#### Exercise instructions:
Please write out exactly, and only, the lines from the first in the material below to the line containing "to all commands", both included.

#### Provided records:
--- --- ---
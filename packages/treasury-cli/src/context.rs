//! Application context with the session gate and API client

use anyhow::{bail, Context, Result};
use colored::Colorize;
use dialoguer::{theme::ColorfulTheme, Confirm};
use tracing::debug;

use treasury_client::{
    Access, FileStorage, Redirect, Role, Session, SessionGate, SignOutReason, TreasuryClient,
};

use crate::config::Config;

/// Application context passed to all commands
pub struct AppContext {
    pub quiet: bool,
    pub config: Config,
    pub gate: SessionGate,
    pub client: TreasuryClient,
}

impl AppContext {
    pub fn new(config: Config, quiet: bool) -> Result<Self> {
        let storage = FileStorage::open(&config.session_file).with_context(|| {
            format!(
                "Failed to open session file {}",
                config.session_file.display()
            )
        })?;
        let gate = SessionGate::new(storage);
        let state = gate.restore().context("Failed to restore session")?;
        debug!(authenticated = state.is_authenticated(), "Session restored");

        let client = TreasuryClient::new(config.client_options(), gate.clone())
            .context("Invalid API configuration")?;

        Ok(Self {
            quiet,
            config,
            gate,
            client,
        })
    }

    /// Session allowed to run a command that needs `role` (any signed-in
    /// identity when `None`).
    pub fn require(&self, role: Option<Role>) -> Result<Session> {
        match self.gate.authorize(role) {
            Access::Allow => self
                .gate
                .current()
                .context("Session disappeared while checking access"),
            Access::Deny(Redirect::Login) => {
                bail!("Not signed in. Run `treasury login` first.")
            }
            Access::Deny(Redirect::Home) => {
                let needed = role.map(|r| r.label()).unwrap_or("a different");
                bail!("This command needs the {} role", needed)
            }
        }
    }

    /// Print why the gate signed us out, if it did so on its own.
    pub fn report_sign_out(&self) {
        match self.gate.state().sign_out_reason() {
            Some(reason @ (SignOutReason::Unauthorized | SignOutReason::Expired)) => {
                self.print_warning(reason.message());
                self.print_info("Run `treasury login` to start a new session.");
            }
            _ => {}
        }
    }

    pub fn theme(&self) -> ColorfulTheme {
        ColorfulTheme::default()
    }

    pub fn confirm(&self, prompt: &str, default: bool) -> Result<bool> {
        if self.quiet {
            return Ok(default);
        }
        Ok(Confirm::with_theme(&self.theme())
            .with_prompt(prompt)
            .default(default)
            .interact()?)
    }

    pub fn print_header(&self, msg: &str) {
        if !self.quiet {
            println!();
            println!("{}", msg.bold());
        }
    }

    pub fn print_success(&self, msg: &str) {
        if !self.quiet {
            println!("{}", msg.green());
        }
    }

    pub fn print_warning(&self, msg: &str) {
        eprintln!("{}", msg.yellow());
    }

    pub fn print_info(&self, msg: &str) {
        if !self.quiet {
            println!("{}", msg.cyan());
        }
    }
}
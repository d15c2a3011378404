//! Expense requests and their approval

use anyhow::{bail, Result};
use clap::Subcommand;
use colored::Colorize;
use rust_decimal::Decimal;
use treasury_client::{
    format_kes, ExpenseDecision, ExpenseRequest, ExpenseStatus, NewExpenseRequest, Role,
};

use crate::context::AppContext;

#[derive(Subcommand)]
pub enum ExpensesCommand {
    /// List expense requests
    List {
        /// Ministry id (defaults to your own)
        #[arg(long)]
        ministry: Option<i64>,

        /// Only show requests still waiting for a decision
        #[arg(long)]
        pending: bool,
    },

    /// Ask the treasury to release funds
    Submit {
        #[arg(long)]
        amount: Decimal,

        #[arg(long)]
        purpose: String,

        /// Project the expense belongs to
        #[arg(long)]
        project: Option<i64>,
    },

    /// Approve a pending request
    Approve { id: i64 },

    /// Reject a pending request
    Reject { id: i64 },
}

pub async fn run(ctx: &AppContext, cmd: ExpensesCommand) -> Result<()> {
    match cmd {
        ExpensesCommand::List { ministry, pending } => list(ctx, ministry, pending).await,
        ExpensesCommand::Submit {
            amount,
            purpose,
            project,
        } => submit(ctx, amount, purpose, project).await,
        ExpensesCommand::Approve { id } => decide(ctx, id, ExpenseDecision::Approve).await,
        ExpensesCommand::Reject { id } => decide(ctx, id, ExpenseDecision::Reject).await,
    }
}

async fn list(ctx: &AppContext, ministry: Option<i64>, pending: bool) -> Result<()> {
    let session = ctx.require(Some(Role::MinistryAdmin))?;
    let ministry = ministry.or(session.ministry_id());

    let requests: Vec<ExpenseRequest> = ctx
        .client
        .expense_requests(ministry)
        .await?
        .into_iter()
        .filter(|r| !pending || r.status == ExpenseStatus::Pending)
        .collect();

    ctx.print_header(&format!("Expense requests ({})", requests.len()));
    for request in &requests {
        let status = match request.status {
            ExpenseStatus::Pending => "pending".yellow(),
            ExpenseStatus::Approved => "approved".green(),
            ExpenseStatus::Rejected => "rejected".red(),
        };
        println!(
            "{:>4}  ministry {:<4} {:>20}  {:<9} {}",
            request.id,
            request.ministry_id,
            format_kes(request.amount),
            status,
            request.purpose
        );
    }
    Ok(())
}

async fn submit(
    ctx: &AppContext,
    amount: Decimal,
    purpose: String,
    project: Option<i64>,
) -> Result<()> {
    let session = ctx.require(Some(Role::MinistryAdmin))?;
    let Some(ministry_id) = session.ministry_id() else {
        bail!("Only ministry offices can submit expense requests");
    };

    let request = ctx
        .client
        .submit_expense_request(&NewExpenseRequest {
            ministry_id,
            project_id: project,
            amount,
            purpose,
        })
        .await?;

    ctx.print_success(&format!(
        "Submitted request {} for {}",
        request.id,
        format_kes(request.amount)
    ));
    Ok(())
}

async fn decide(ctx: &AppContext, id: i64, decision: ExpenseDecision) -> Result<()> {
    ctx.require(Some(Role::SuperAdmin))?;

    let verb = match decision {
        ExpenseDecision::Approve => "Approve",
        ExpenseDecision::Reject => "Reject",
    };
    if !ctx.confirm(&format!("{} expense request {}?", verb, id), true)? {
        ctx.print_info("Cancelled.");
        return Ok(());
    }

    let request = ctx.client.decide_expense_request(id, decision).await?;

    ctx.print_success(&format!(
        "Request {} is now {:?}",
        request.id, request.status
    ));
    Ok(())
}
// ============================================================================
// Ledger
// ============================================================================

#[derive(Debug, Clone, PartialEq, Serialize, Deserialize)]
pub struct Transaction {
    pub sender: String,
    pub recipient: String,
    pub amount: Decimal,
    pub timestamp: String,
    #[serde(default)]
    pub transaction_id: Option<String>,
    #[serde(default)]
    pub purpose: Option<String>,
}

impl Transaction {
    /// Case-insensitive match on either wallet, the purpose or the id.
    pub fn matches(&self, needle: &str) -> bool {
        let needle = needle.trim().to_lowercase();
        if needle.is_empty() {
            return true;
        }
        [
            Some(self.sender.as_str()),
            Some(self.recipient.as_str()),
            self.purpose.as_deref(),
            self.transaction_id.as_deref(),
        ]
        .into_iter()
        .flatten()
        .any(|field| field.to_lowercase().contains(&needle))
    }
}

#[derive(Debug, Deserialize)]
pub(crate) struct TransactionsEnvelope {
    #[serde(default)]
    pub transactions_all: Vec<Transaction>,
}

#[derive(Debug, Deserialize)]
pub(crate) struct UsersEnvelope {
    #[serde(default)]
    pub users: Vec<serde_json::Value>,
}

/// Dashboard headline numbers, derived from the transaction list.
#[derive(Debug, Clone, Copy, PartialEq, Eq, Serialize)]
pub struct Kpis {
    pub total_transactions: usize,
    pub total_volume: Decimal,
    /// The ledger has no pending state yet; always zero.
    pub pending_transactions: usize,
}

impl Kpis {
    pub fn from_transactions(transactions: &[Transaction]) -> Self {
        Self {
            total_transactions: transactions.len(),
            total_volume: transactions.iter().map(|tx| tx.amount).sum(),
            pending_transactions: 0,
        }
    }
}

// ============================================================================
// Ministries and budgets
// ============================================================================

#[derive(Debug, Clone, PartialEq, Serialize, Deserialize)]
pub struct Ministry {
    pub id: i64,
    pub name: String,
    #[serde(default)]
    pub code: Option<String>,
    #[serde(default)]
    pub ministry_type: Option<String>,
    #[serde(default)]
    pub description: Option<String>,
    #[serde(default)]
    pub wallet_address: Option<String>,
    #[serde(default)]
    pub allocated_budget: Decimal,
    #[serde(default)]
    pub used_funds: Decimal,
    #[serde(default)]
    pub remaining_balance: Decimal,
}

impl Ministry {
    /// Share of the allocation already spent, as a whole percentage capped at 100.
    pub fn utilization_percent(&self) -> u32 {
        if self.allocated_budget <= Decimal::ZERO || self.used_funds <= Decimal::ZERO {
            return 0;
        }
        // Out of range means spending dwarfs the allocation.
        self.used_funds
            .checked_mul(Decimal::ONE_HUNDRED)
            .and_then(|scaled| scaled.checked_div(self.allocated_budget))
            .and_then(|percent| percent.round().to_u32())
            .map_or(100, |percent| percent.min(100))
    }
}

#[derive(Debug, Clone, Serialize)]
pub struct NewMinistry {
    pub name: String,
    pub ministry_type: String,
    #[serde(skip_serializing_if = "Option::is_none")]
    pub description: Option<String>,
}

impl NewMinistry {
    pub fn validate(&self) -> Result<(), TreasuryError> {
        require_text(&self.name, "Ministry name is required")?;
        require_text(&self.ministry_type, "Ministry code is required")
    }
}

#[derive(Debug, Clone, Serialize)]
pub struct AllocateBudget {
    pub amount: Decimal,
    pub purpose: String,
}

impl AllocateBudget {
    pub fn validate(&self) -> Result<(), TreasuryError> {
        require_positive(self.amount, "Allocation amount must be greater than zero")?;
        require_text(&self.purpose, "Please provide a purpose for the allocation")
    }
}

/// Ministry-to-ministry transfer, paid from the caller's own ministry.
#[derive(Debug, Clone, Serialize)]
pub struct BudgetTransfer {
    pub to_ministry_id: i64,
    pub amount: Decimal,
    pub purpose: String,
}

impl BudgetTransfer {
    pub fn validate(&self) -> Result<(), TreasuryError> {
        require_positive(self.amount, "Invalid transfer amount")?;
        require_text(&self.purpose, "Please provide a purpose for the transfer")
    }
}

#[derive(Debug, Clone, PartialEq, Deserialize)]
pub struct TransferReceipt {
    pub to_ministry: String,
    #[serde(default)]
    pub from_ministry: Option<String>,
    #[serde(default)]
    pub amount: Option<Decimal>,
    #[serde(default)]
    pub transaction_id: Option<String>,
}

// ============================================================================
// Projects and expense requests
// ============================================================================

#[derive(Debug, Clone, Copy, PartialEq, Eq, Serialize, Deserialize)]
#[serde(rename_all = "snake_case")]
pub enum ProjectStatus {
    Planning,
    Active,
    Pending,
    Paused,
    Completed,
    Suspended,
    #[serde(other)]
    Other,
}

impl ProjectStatus {
    pub fn label(&self) -> &'static str {
        match self {
            ProjectStatus::Planning => "Planning",
            ProjectStatus::Active => "Active",
            ProjectStatus::Pending => "Pending",
            ProjectStatus::Paused => "Paused",
            ProjectStatus::Completed => "Completed",
            ProjectStatus::Suspended => "Suspended",
            ProjectStatus::Other => "Unknown",
        }
    }
}

#[derive(Debug, Clone, PartialEq, Serialize, Deserialize)]
pub struct Project {
    pub id: i64,
    pub ministry_id: i64,
    pub name: String,
    #[serde(default)]
    pub description: Option<String>,
    pub budget: Decimal,
    #[serde(default)]
    pub spent: Decimal,
    pub status: ProjectStatus,
}

#[derive(Debug, Clone, Serialize)]
pub struct NewProject {
    pub ministry_id: i64,
    pub name: String,
    #[serde(skip_serializing_if = "Option::is_none")]
    pub description: Option<String>,
    pub budget: Decimal,
    pub status: ProjectStatus,
}
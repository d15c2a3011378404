//! Build-time configuration.
//!
//! The browser has no process environment, so the values are baked in by
//! `dx build` from the same variables the CLI reads at run time.

use std::time::Duration;

use treasury_client::{ClientOptions, DEFAULT_API_URL};

pub fn client_options() -> ClientOptions {
    ClientOptions {
        api_url: option_env!("TREASURY_API_URL")
            .unwrap_or(DEFAULT_API_URL)
            .to_string(),
        ws_url: option_env!("TREASURY_WS_URL").map(str::to_string),
        request_timeout: Duration::from_secs(30),
        preflight_expiry: matches!(
            option_env!("TREASURY_PREFLIGHT_EXPIRY"),
            Some("1" | "true" | "yes" | "on")
        ),
    }
}
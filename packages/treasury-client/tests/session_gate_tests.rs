//! Session gate lifecycle: restore, login, logout, forced expiry.

use std::sync::atomic::{AtomicBool, Ordering};
use std::sync::Arc;

use chrono::{Duration, Utc};
use serde_json::json;
use treasury_client::session::{
    ACCESS_TOKEN_KEY, MINISTRY_ID_KEY, OFFICE_NAME_KEY, SESSION_KEYS, USER_KEY, USER_ROLE_KEY,
    WALLET_ADDRESS_KEY,
};
use treasury_client::{
    Access, AuthState, FileStorage, Identity, MemoryStorage, Redirect, Role, SessionGate,
    SessionStorage, SignOutReason, StorageError,
};

mod common;

fn ministry_admin() -> Identity {
    Identity {
        office_name: "HealthOffice".into(),
        wallet_address: "0xhealth".into(),
        role: Role::MinistryAdmin,
        ministry_id: Some(2),
    }
}

fn gate_over(storage: &Arc<MemoryStorage>) -> SessionGate {
    SessionGate::with_storage(storage.clone())
}

#[test]
fn restore_without_stored_token_is_anonymous() {
    let gate = SessionGate::new(MemoryStorage::new());

    let state = gate.restore().unwrap();

    assert_eq!(state, AuthState::Anonymous { reason: None });
    assert!(!gate.is_authenticated());
    assert_eq!(gate.authorize(None), Access::Deny(Redirect::Login));
}

#[test]
fn restore_returns_the_exact_stored_identity() {
    let storage = Arc::new(MemoryStorage::new());
    gate_over(&storage).login("token-1", ministry_admin()).unwrap();

    let restored = gate_over(&storage);
    let state = restored.restore().unwrap();

    let session = state.session().expect("session should be restored");
    assert_eq!(session.role(), Role::MinistryAdmin);
    assert_eq!(session.ministry_id(), Some(2));
    assert_eq!(session.access_token(), "token-1");
    assert_eq!(session.identity(), &ministry_admin());
}

#[test]
fn token_without_identity_restores_anonymous() {
    let storage = Arc::new(MemoryStorage::new());
    storage.set(ACCESS_TOKEN_KEY, "orphan").unwrap();

    assert!(!gate_over(&storage).restore().unwrap().is_authenticated());

    storage.set(USER_KEY, "{not json").unwrap();
    assert!(!gate_over(&storage).restore().unwrap().is_authenticated());
}

#[test]
fn identity_without_token_restores_anonymous() {
    let storage = Arc::new(MemoryStorage::new());
    storage
        .set(USER_KEY, &serde_json::to_string(&ministry_admin()).unwrap())
        .unwrap();

    assert!(!gate_over(&storage).restore().unwrap().is_authenticated());
}

#[test]
fn restore_falls_back_to_individual_keys() {
    let storage = Arc::new(MemoryStorage::new());
    storage.set(ACCESS_TOKEN_KEY, "token-2").unwrap();
    storage.set(OFFICE_NAME_KEY, "RoadsOffice").unwrap();
    storage.set(WALLET_ADDRESS_KEY, "0xroads").unwrap();
    storage.set(USER_ROLE_KEY, "ministry_officer").unwrap();
    storage.set(MINISTRY_ID_KEY, "5").unwrap();

    let gate = gate_over(&storage);
    gate.restore().unwrap();

    let session = gate.current().unwrap();
    assert_eq!(session.office_name(), "RoadsOffice");
    assert_eq!(session.role(), Role::MinistryOfficer);
    assert_eq!(session.ministry_id(), Some(5));
}

#[test]
fn login_writes_every_identity_key() {
    let storage = Arc::new(MemoryStorage::new());
    gate_over(&storage).login("token-1", ministry_admin()).unwrap();

    assert_eq!(storage.get(ACCESS_TOKEN_KEY).unwrap().as_deref(), Some("token-1"));
    assert_eq!(storage.get(USER_ROLE_KEY).unwrap().as_deref(), Some("ministry_admin"));
    assert_eq!(storage.get(OFFICE_NAME_KEY).unwrap().as_deref(), Some("HealthOffice"));
    assert_eq!(storage.get(WALLET_ADDRESS_KEY).unwrap().as_deref(), Some("0xhealth"));
    assert_eq!(storage.get(MINISTRY_ID_KEY).unwrap().as_deref(), Some("2"));
}

#[test]
fn logout_then_restore_leaves_nothing_behind() {
    let storage = Arc::new(MemoryStorage::new());
    let gate = gate_over(&storage);
    gate.login("token-1", ministry_admin()).unwrap();

    let redirect = gate.logout().unwrap();

    assert_eq!(redirect, Redirect::Login);
    assert_eq!(
        gate.state(),
        AuthState::Anonymous {
            reason: Some(SignOutReason::UserRequested)
        }
    );
    for key in SESSION_KEYS {
        assert_eq!(storage.get(key).unwrap(), None, "{key} survived logout");
    }
    assert!(storage.is_empty());
    assert!(!gate_over(&storage).restore().unwrap().is_authenticated());
}

/// Memory storage whose removals can be switched off.
#[derive(Default)]
struct LockableStorage {
    entries: MemoryStorage,
    locked: AtomicBool,
}

impl SessionStorage for LockableStorage {
    fn get(&self, key: &str) -> Result<Option<String>, StorageError> {
        self.entries.get(key)
    }

    fn set(&self, key: &str, value: &str) -> Result<(), StorageError> {
        self.entries.set(key, value)
    }

    fn remove(&self, key: &str) -> Result<(), StorageError> {
        if self.locked.load(Ordering::SeqCst) {
            return Err(StorageError::Unavailable("storage is locked".into()));
        }
        self.entries.remove(key)
    }
}

#[test]
fn failed_logout_keeps_the_session_signed_in() {
    let storage = Arc::new(LockableStorage::default());
    let gate = SessionGate::with_storage(storage.clone());
    gate.login("token-1", ministry_admin()).unwrap();
    let changes = gate.subscribe();
    storage.locked.store(true, Ordering::SeqCst);

    assert!(gate.logout().is_err());
    assert!(gate.expire().is_err());

    assert!(gate.is_authenticated());
    assert_eq!(gate.access_token().as_deref(), Some("token-1"));
    assert!(!changes.has_changed().unwrap());
    assert_eq!(storage.get(ACCESS_TOKEN_KEY).unwrap().as_deref(), Some("token-1"));

    storage.locked.store(false, Ordering::SeqCst);
    assert_eq!(gate.logout().unwrap(), Redirect::Login);
    assert!(!gate.is_authenticated());
    assert_eq!(storage.get(ACCESS_TOKEN_KEY).unwrap(), None);
}

#[test]
fn expiring_a_replaced_token_keeps_the_new_session() {
    let gate = SessionGate::new(MemoryStorage::new());
    gate.login("token-1", ministry_admin()).unwrap();
    gate.login("token-2", ministry_admin()).unwrap();

    assert_eq!(gate.expire_token("token-1").unwrap(), None);
    assert_eq!(gate.access_token().as_deref(), Some("token-2"));

    assert_eq!(gate.expire_token("token-2").unwrap(), Some(Redirect::Login));
    assert_eq!(
        gate.state().sign_out_reason(),
        Some(SignOutReason::Unauthorized)
    );
}

#[test]
fn file_backed_session_survives_restart_and_logout_clears_it() {
    let dir = tempfile::tempdir().unwrap();
    let path = dir.path().join("session.json");

    SessionGate::new(FileStorage::open(&path).unwrap())
        .login("token-9", ministry_admin())
        .unwrap();

    let gate = SessionGate::new(FileStorage::open(&path).unwrap());
    gate.restore().unwrap();
    assert_eq!(gate.role(), Some(Role::MinistryAdmin));

    gate.logout().unwrap();
    assert!(!path.exists());

    let after = SessionGate::new(FileStorage::open(&path).unwrap());
    assert!(!after.restore().unwrap().is_authenticated());
}

#[test]
fn ministry_routes_allow_ministry_admin_and_super_admin_only() {
    let gate = SessionGate::new(MemoryStorage::new());

    gate.login("t", ministry_admin()).unwrap();
    assert!(gate.authorize(Some(Role::MinistryAdmin)).is_allowed());

    gate.login(
        "t",
        Identity {
            role: Role::SuperAdmin,
            ministry_id: None,
            ..ministry_admin()
        },
    )
    .unwrap();
    assert!(gate.authorize(Some(Role::MinistryAdmin)).is_allowed());

    gate.login(
        "t",
        Identity {
            role: Role::Citizen,
            ministry_id: None,
            ..ministry_admin()
        },
    )
    .unwrap();
    assert_eq!(
        gate.authorize(Some(Role::MinistryAdmin)),
        Access::Deny(Redirect::Home)
    );
}

#[tokio::test]
async fn subscribers_see_login_and_forced_logout() {
    let gate = SessionGate::new(MemoryStorage::new());
    let mut changes = gate.subscribe();

    gate.login("t", ministry_admin()).unwrap();
    changes.changed().await.unwrap();
    assert_eq!(changes.borrow_and_update().role(), Some(Role::MinistryAdmin));

    gate.expire().unwrap();
    changes.changed().await.unwrap();
    assert_eq!(
        changes.borrow_and_update().sign_out_reason(),
        Some(SignOutReason::Unauthorized)
    );
}

#[test]
fn explicit_expiry_check_signs_out_stale_tokens() {
    let now = Utc::now();
    let storage = Arc::new(MemoryStorage::new());
    let gate = gate_over(&storage);

    let fresh = common::jwt(json!({"sub": "HealthOffice", "exp": (now + Duration::hours(1)).timestamp()}));
    gate.login(fresh, ministry_admin()).unwrap();
    assert!(!gate.check_expiry(now).unwrap());
    assert!(gate.is_authenticated());

    let stale = common::jwt(json!({"sub": "HealthOffice", "exp": (now - Duration::minutes(1)).timestamp()}));
    gate.login(stale, ministry_admin()).unwrap();
    assert!(gate.check_expiry(now).unwrap());
    assert_eq!(gate.state().sign_out_reason(), Some(SignOutReason::Expired));
    assert_eq!(storage.get(ACCESS_TOKEN_KEY).unwrap(), None);
}

#[test]
fn landing_path_follows_role() {
    let gate = SessionGate::new(MemoryStorage::new());
    assert_eq!(gate.landing_path(), "/login");

    gate.login("t", ministry_admin()).unwrap();
    assert_eq!(gate.landing_path(), "/ministries");
}
use dioxus::prelude::*;

#[derive(Props, Clone, PartialEq)]
pub struct StatCardProps {
    #[props(into)]
    title: String,
    #[props(into)]
    value: String,
    #[props(into, default)]
    hint: String,
    #[props(default = "emerald")]
    color: &'static str,
}

/// Headline number with a caption
#[component]
pub fn StatCard(props: StatCardProps) -> Element {
    let accent = match props.color {
        "blue" => "border-blue-500",
        "amber" => "border-amber-500",
        "red" => "border-red-500",
        _ => "border-emerald-500",
    };

    rsx! {
        div {
            class: "bg-white rounded-lg shadow-sm border border-gray-200 border-l-4 {accent} p-5",
            p { class: "text-sm text-gray-500", "{props.title}" }
            p { class: "text-2xl font-bold text-gray-900 mt-1", "{props.value}" }
            if !props.hint.is_empty() {
                p { class: "text-xs text-gray-400 mt-1", "{props.hint}" }
            }
        }
    }
}
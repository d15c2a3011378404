//! Follow live notifications until Ctrl-C

use anyhow::{Context, Result};
use colored::Colorize;
use serde_json::Value;
use treasury_client::{Backoff, LiveEvent};

use crate::context::AppContext;

pub async fn run(ctx: &AppContext, max_attempts: Option<u32>) -> Result<()> {
    let session = ctx.require(None)?;

    let backoff = match max_attempts {
        Some(max) => Backoff::default().with_max_attempts(max),
        None => Backoff::default(),
    };
    let mut subscription = ctx
        .client
        .live_updates()?
        .with_backoff(backoff)
        .spawn::<Value>();

    ctx.print_header(&format!(
        "Watching {} (Ctrl-C to stop)",
        session.wallet_address()
    ));

    loop {
        tokio::select! {
            _ = tokio::signal::ctrl_c() => {
                ctx.print_info("Stopping.");
                break;
            }
            event = subscription.next() => match event {
                Some(LiveEvent::Connected) => ctx.print_success("Connected"),
                Some(LiveEvent::Message(message)) => print_message(&message),
                Some(LiveEvent::Reconnecting { attempt, delay }) => ctx.print_warning(&format!(
                    "Connection lost, retry {} in {:.1}s",
                    attempt,
                    delay.as_secs_f64()
                )),
                // The driver ended on its own: it gave up or failed.
                None => break,
            },
        }
    }

    subscription
        .shutdown()
        .await
        .context("Live updates stopped")
}

fn print_message(message: &Value) {
    let kind = message
        .get("type")
        .and_then(Value::as_str)
        .unwrap_or("update");
    println!("{} {}", kind.bold(), message);
}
--- --- ---
#### Answer:
filename packages/treasury-cli/src/context.rs
//! Application context with the session gate and API client

use anyhow::{bail, Context, Result};
use colored::Colorize;
use dialoguer::{theme::ColorfulTheme, Confirm};
use tracing::debug;

use treasury_client::{
    Access, FileStorage, Redirect, Role, Session, SessionGate, SignOutReason, TreasuryClient,
};

use crate::config::Config;

/// Application context passed to all commands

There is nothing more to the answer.